Input for this task START
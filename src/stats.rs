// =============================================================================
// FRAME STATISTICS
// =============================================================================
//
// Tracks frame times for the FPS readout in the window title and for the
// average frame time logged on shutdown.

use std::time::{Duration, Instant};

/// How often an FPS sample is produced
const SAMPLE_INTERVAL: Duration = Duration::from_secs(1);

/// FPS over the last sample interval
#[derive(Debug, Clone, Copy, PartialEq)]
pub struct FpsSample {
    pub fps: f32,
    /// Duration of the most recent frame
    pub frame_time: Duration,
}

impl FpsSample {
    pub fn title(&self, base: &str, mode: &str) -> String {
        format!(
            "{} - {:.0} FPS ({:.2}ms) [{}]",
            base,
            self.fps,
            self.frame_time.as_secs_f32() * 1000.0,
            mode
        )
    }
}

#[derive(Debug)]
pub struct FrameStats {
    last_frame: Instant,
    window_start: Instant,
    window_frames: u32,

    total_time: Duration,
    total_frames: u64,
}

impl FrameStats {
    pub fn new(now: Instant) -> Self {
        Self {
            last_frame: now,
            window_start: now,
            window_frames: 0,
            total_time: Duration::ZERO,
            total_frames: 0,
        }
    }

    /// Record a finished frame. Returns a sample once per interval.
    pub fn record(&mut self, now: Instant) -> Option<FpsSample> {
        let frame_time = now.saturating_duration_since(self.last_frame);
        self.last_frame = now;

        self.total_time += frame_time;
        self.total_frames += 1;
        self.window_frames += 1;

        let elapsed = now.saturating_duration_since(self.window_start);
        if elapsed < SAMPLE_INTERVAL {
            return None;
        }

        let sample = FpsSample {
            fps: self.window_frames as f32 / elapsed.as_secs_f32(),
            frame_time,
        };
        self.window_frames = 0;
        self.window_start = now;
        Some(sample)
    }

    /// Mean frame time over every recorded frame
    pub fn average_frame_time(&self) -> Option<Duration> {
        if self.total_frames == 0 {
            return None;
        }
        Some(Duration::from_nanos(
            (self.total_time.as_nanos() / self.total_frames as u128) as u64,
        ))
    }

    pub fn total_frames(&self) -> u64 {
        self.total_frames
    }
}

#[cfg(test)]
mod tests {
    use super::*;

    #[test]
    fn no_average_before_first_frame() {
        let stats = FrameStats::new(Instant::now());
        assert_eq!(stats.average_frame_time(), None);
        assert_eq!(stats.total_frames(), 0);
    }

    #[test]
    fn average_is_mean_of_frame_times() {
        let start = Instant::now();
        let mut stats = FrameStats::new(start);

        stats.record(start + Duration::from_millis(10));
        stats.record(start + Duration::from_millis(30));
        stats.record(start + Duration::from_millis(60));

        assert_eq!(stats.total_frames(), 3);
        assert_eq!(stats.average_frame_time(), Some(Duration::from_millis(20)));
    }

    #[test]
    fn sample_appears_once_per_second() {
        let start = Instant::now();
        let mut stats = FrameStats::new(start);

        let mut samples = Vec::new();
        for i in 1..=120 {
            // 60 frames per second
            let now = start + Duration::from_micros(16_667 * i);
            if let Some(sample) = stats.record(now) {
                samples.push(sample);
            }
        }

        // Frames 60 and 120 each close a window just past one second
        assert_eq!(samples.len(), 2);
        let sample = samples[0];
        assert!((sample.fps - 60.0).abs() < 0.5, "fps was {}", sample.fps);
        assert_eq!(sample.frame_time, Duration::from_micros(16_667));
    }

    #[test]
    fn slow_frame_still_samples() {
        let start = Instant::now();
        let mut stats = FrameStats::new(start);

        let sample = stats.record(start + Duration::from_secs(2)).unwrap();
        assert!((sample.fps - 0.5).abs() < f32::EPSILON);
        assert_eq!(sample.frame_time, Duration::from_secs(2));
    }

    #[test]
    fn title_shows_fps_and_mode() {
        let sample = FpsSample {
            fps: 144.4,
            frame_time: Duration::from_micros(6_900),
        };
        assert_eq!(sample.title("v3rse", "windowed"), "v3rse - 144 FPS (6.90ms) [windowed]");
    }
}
Input for this task END
Input for this task START
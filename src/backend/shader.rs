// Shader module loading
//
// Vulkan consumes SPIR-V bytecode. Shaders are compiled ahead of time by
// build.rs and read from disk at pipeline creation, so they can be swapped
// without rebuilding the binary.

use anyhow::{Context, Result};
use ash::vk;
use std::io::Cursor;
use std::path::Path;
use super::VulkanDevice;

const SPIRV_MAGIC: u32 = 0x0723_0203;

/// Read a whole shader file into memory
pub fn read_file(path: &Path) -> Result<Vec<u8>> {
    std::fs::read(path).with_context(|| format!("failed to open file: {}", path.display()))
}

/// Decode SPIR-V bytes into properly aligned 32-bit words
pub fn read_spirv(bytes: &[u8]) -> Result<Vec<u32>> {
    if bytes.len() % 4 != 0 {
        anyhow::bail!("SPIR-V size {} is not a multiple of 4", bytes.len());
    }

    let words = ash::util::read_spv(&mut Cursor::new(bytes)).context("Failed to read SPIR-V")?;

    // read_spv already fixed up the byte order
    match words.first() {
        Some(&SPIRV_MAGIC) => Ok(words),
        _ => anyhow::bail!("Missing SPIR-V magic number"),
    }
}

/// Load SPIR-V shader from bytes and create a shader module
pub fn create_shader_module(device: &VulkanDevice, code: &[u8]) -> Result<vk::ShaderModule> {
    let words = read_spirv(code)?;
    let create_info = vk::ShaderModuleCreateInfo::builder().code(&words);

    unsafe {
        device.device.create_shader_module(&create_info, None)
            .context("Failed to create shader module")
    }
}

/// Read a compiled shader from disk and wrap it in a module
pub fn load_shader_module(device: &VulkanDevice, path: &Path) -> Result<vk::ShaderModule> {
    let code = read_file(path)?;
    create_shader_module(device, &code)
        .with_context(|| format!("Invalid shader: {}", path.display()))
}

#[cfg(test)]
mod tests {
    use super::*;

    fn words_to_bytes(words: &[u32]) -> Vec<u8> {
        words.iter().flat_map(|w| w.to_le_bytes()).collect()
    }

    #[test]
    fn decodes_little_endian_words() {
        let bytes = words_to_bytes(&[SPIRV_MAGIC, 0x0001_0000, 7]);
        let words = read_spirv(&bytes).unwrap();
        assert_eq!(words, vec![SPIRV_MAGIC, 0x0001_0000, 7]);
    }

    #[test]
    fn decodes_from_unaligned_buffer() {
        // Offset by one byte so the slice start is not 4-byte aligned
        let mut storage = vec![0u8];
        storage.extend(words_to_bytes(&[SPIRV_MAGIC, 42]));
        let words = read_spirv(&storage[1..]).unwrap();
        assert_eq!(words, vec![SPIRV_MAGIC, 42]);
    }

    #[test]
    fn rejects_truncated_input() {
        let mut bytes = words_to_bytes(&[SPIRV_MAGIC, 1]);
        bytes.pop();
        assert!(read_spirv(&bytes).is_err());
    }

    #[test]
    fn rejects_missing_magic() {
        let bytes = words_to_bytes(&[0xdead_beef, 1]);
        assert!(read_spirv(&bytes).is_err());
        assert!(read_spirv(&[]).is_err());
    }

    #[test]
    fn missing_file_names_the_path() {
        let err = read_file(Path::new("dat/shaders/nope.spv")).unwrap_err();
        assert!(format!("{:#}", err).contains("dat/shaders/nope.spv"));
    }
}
Input for this task END
What the task requires
Of all the entries above, output exactly the lines between the one holding "filename src/stats.rs" and the one holding "const SAMPLE_INTERVAL: Duration", inclusive.

Solution for this task
filename src/stats.rs
// =============================================================================
// FRAME STATISTICS
// =============================================================================
//
// Tracks frame times for the FPS readout in the window title and for the
// average frame time logged on shutdown.

use std::time::{Duration, Instant};

/// How often an FPS sample is produced
const SAMPLE_INTERVAL: Duration = Duration::from_secs(1);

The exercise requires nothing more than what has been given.